━━━━━ PROVIDED RECORDS

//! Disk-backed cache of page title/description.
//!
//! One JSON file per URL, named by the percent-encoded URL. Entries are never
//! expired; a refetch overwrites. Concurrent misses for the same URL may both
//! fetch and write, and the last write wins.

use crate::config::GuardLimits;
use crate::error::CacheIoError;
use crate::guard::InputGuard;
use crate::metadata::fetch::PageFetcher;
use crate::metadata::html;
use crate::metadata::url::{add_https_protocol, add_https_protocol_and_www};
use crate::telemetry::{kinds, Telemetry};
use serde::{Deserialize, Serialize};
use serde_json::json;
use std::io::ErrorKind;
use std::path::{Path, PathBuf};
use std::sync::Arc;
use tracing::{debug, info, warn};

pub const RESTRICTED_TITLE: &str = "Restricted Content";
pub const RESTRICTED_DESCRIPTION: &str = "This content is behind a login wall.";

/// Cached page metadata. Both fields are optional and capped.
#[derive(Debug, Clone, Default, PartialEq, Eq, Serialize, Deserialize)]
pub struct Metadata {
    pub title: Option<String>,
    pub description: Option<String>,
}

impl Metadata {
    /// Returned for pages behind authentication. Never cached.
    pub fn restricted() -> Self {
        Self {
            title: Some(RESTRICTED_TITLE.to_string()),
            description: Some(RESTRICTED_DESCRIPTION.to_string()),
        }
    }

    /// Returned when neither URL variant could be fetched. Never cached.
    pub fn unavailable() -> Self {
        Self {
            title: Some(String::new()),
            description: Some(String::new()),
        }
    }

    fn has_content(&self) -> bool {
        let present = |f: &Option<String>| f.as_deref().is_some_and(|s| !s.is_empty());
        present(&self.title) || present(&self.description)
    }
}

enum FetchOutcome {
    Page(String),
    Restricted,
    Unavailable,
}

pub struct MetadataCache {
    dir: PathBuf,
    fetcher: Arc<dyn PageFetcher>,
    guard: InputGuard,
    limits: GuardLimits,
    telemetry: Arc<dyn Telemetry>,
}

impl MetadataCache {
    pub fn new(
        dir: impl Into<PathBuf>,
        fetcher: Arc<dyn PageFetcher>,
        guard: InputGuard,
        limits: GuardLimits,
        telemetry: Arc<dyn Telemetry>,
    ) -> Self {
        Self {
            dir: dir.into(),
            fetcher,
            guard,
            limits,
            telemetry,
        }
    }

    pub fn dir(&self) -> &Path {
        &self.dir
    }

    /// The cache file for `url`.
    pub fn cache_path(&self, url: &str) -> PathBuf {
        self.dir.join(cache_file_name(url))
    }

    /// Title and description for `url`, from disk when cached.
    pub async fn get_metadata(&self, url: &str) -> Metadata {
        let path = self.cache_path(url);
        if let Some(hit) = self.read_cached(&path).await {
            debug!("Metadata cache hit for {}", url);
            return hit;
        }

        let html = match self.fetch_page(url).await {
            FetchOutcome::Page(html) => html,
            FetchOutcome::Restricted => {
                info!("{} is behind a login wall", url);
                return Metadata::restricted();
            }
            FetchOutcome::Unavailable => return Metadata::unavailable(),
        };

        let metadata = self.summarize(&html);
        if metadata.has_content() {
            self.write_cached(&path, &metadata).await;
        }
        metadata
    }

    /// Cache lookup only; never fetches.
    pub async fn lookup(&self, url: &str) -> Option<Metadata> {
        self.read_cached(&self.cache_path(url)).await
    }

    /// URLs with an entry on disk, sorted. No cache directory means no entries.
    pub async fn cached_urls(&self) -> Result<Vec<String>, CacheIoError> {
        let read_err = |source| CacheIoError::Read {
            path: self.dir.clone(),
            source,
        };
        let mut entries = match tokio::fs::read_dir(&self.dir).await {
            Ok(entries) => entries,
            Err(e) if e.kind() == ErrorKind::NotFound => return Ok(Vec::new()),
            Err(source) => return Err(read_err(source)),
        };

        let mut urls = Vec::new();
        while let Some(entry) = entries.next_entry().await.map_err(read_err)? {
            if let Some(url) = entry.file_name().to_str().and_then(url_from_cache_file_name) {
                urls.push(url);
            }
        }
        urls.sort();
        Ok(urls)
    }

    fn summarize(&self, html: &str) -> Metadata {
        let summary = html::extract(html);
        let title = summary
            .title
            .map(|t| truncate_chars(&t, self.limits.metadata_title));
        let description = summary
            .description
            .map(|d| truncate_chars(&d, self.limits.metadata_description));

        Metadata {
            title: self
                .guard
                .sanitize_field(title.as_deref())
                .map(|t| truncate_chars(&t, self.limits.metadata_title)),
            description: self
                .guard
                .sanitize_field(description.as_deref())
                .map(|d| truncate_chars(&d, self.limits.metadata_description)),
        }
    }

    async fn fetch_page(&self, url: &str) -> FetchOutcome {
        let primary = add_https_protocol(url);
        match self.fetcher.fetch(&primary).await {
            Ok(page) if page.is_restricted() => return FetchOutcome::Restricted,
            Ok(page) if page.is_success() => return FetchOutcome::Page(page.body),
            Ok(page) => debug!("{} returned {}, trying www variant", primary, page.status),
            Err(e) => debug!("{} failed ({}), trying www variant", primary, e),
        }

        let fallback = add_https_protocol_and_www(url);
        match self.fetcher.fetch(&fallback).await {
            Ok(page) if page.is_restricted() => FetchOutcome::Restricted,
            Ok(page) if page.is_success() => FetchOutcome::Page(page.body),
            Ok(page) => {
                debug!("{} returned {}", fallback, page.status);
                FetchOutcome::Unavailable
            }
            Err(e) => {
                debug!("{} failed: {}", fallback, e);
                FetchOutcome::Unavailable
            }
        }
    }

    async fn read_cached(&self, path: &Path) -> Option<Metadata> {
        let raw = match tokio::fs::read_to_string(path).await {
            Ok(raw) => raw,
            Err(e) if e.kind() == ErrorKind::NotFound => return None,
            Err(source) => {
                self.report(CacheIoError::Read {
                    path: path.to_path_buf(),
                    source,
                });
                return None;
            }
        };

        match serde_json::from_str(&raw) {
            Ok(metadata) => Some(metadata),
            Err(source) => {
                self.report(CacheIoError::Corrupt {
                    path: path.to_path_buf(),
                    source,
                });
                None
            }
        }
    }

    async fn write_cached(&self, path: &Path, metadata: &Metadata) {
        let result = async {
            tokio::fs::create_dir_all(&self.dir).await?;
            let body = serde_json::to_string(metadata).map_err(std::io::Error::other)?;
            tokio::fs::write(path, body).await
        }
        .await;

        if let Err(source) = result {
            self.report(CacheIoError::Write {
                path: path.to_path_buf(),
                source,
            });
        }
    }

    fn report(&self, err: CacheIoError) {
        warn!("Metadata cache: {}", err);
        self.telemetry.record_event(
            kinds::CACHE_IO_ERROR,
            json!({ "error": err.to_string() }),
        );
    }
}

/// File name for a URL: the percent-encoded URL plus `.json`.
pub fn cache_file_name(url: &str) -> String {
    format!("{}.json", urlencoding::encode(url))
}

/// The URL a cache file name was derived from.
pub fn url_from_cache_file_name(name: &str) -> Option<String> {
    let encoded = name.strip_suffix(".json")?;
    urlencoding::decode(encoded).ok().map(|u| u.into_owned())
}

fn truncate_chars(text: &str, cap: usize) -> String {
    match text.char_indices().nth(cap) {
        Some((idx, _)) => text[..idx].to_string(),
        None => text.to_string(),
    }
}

━━━━━━━━━━
━━━━━ PROVIDED RECORDS

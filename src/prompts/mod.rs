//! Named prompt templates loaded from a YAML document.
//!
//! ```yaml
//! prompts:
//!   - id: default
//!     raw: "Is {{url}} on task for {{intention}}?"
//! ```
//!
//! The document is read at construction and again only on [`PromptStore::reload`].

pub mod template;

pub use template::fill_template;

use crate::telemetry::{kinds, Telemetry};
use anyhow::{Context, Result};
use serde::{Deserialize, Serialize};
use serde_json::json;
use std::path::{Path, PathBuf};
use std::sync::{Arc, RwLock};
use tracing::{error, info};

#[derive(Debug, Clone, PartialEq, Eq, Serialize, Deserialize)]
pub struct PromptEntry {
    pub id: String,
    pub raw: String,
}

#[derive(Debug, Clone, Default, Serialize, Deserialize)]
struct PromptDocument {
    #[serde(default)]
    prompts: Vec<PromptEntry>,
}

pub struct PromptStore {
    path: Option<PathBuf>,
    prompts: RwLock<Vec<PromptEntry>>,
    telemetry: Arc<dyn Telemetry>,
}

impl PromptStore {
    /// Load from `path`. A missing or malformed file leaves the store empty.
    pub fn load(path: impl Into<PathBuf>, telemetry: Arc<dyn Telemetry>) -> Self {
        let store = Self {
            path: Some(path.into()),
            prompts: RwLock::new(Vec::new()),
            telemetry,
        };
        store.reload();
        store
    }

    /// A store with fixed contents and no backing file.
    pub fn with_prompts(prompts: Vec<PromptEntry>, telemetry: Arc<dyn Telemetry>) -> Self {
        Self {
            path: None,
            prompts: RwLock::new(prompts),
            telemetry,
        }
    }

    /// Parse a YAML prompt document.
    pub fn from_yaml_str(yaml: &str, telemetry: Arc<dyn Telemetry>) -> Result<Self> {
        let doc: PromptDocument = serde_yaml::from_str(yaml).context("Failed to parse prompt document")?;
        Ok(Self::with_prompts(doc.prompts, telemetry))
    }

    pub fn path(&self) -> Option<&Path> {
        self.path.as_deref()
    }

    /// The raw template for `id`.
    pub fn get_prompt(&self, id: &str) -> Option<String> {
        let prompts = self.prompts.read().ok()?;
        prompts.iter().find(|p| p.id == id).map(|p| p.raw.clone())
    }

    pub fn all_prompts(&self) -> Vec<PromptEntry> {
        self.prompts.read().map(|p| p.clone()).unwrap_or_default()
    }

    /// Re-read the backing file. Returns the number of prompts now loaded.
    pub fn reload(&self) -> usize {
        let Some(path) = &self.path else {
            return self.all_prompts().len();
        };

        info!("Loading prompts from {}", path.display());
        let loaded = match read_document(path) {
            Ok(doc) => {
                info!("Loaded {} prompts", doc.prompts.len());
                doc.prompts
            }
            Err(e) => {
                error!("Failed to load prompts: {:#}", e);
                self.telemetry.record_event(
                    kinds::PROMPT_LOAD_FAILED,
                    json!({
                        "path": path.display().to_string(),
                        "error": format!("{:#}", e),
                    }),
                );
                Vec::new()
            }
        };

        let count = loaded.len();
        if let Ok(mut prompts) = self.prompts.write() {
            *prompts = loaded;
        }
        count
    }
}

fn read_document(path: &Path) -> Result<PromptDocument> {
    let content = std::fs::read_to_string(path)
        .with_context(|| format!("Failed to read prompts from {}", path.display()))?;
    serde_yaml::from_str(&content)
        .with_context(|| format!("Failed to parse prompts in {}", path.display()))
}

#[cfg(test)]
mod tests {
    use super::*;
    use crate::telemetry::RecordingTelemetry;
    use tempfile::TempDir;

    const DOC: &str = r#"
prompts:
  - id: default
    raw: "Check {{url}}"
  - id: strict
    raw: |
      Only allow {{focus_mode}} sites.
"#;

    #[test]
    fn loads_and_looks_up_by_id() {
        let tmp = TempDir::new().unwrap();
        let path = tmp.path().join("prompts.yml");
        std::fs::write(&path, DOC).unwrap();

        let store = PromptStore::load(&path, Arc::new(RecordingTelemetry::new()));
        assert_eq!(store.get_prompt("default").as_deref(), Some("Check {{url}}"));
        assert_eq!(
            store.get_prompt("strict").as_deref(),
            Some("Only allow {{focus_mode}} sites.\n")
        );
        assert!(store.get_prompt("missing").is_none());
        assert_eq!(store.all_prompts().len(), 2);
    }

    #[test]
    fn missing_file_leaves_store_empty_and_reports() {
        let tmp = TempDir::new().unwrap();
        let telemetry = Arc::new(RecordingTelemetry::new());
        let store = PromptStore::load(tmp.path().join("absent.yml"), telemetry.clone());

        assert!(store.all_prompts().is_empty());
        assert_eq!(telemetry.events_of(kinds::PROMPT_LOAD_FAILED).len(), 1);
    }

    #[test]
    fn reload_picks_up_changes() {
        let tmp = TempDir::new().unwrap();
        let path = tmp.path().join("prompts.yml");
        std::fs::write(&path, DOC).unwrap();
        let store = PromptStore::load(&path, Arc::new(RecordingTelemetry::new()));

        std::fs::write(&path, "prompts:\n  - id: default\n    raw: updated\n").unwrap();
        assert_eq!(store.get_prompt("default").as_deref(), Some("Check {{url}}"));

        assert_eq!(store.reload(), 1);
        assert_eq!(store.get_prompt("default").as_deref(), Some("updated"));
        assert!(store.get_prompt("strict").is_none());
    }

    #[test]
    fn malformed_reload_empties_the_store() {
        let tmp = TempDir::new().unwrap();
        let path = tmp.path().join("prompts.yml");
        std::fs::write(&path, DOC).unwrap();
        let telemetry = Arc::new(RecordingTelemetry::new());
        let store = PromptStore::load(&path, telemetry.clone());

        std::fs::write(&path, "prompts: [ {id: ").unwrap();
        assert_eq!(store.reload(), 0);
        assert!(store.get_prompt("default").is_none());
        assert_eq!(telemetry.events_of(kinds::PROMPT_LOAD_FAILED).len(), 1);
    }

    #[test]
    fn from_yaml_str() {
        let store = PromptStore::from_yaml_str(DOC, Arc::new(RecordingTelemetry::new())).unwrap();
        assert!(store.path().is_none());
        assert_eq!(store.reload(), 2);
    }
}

━━━━━━━━━━
━━━━━ PROVIDED RECORDS

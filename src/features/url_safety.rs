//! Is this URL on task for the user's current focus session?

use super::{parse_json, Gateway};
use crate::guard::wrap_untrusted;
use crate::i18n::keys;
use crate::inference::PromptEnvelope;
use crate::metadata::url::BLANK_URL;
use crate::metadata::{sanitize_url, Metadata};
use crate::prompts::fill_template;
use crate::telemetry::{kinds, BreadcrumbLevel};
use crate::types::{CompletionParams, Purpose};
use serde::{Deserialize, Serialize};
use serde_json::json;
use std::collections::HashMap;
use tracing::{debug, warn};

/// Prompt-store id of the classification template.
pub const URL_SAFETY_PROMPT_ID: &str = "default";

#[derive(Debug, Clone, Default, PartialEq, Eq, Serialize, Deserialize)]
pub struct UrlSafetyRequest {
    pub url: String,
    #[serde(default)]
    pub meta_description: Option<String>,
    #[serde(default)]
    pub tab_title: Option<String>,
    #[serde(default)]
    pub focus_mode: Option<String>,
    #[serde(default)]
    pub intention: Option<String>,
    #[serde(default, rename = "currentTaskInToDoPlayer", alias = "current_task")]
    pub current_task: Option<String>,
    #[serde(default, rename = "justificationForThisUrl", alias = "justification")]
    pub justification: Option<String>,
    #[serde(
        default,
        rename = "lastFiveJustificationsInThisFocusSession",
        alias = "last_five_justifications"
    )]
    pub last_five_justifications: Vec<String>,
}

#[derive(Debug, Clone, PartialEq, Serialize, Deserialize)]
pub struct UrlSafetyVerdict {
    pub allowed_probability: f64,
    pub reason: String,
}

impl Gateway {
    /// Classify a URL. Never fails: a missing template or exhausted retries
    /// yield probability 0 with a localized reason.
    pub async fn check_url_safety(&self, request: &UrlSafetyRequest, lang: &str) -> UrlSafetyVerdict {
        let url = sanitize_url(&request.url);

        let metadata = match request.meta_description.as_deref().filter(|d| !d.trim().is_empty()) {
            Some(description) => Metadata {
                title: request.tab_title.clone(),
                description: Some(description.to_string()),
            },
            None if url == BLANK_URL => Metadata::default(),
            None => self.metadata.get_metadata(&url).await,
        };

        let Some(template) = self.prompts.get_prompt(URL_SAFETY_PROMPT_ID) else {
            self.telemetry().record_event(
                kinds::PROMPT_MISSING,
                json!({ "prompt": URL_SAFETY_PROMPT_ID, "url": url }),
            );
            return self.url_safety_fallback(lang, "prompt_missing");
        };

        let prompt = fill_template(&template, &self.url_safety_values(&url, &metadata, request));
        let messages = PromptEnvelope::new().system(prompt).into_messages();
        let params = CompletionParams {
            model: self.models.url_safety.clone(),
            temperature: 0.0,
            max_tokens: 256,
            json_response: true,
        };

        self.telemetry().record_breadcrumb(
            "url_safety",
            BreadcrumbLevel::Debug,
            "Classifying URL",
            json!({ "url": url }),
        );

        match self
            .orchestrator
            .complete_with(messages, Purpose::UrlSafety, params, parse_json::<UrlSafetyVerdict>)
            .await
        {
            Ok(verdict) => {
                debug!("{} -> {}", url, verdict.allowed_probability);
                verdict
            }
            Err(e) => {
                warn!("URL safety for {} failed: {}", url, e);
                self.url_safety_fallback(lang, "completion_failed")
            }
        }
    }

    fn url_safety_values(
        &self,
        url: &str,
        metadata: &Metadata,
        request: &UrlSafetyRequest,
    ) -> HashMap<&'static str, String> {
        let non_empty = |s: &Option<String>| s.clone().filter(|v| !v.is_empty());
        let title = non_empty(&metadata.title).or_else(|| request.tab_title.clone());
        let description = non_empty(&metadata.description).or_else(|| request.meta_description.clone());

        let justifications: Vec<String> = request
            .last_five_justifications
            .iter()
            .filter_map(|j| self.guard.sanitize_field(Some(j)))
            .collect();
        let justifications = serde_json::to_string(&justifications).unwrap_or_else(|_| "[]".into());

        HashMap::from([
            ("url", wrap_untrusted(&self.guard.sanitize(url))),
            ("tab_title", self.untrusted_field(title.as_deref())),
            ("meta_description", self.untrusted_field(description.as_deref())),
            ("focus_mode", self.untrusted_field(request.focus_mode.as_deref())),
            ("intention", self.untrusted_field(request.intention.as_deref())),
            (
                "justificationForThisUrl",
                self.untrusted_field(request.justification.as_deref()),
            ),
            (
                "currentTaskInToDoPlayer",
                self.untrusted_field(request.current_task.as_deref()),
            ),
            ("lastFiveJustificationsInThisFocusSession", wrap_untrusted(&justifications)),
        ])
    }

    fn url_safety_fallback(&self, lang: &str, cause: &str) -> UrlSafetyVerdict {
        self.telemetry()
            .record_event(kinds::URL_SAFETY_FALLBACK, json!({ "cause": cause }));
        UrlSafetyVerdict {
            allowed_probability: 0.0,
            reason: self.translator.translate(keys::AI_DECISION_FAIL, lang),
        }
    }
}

━━━━━━━━━━

## WORK INSTRUCTIONS:
Once you find the string "NotFound" in a line of the records, copy that line.

## WRITTEN ANSWER:
            Err(e) if e.kind() == ErrorKind::NotFound => return Ok(Vec::new()),
            Err(e) if e.kind() == ErrorKind::NotFound => return None,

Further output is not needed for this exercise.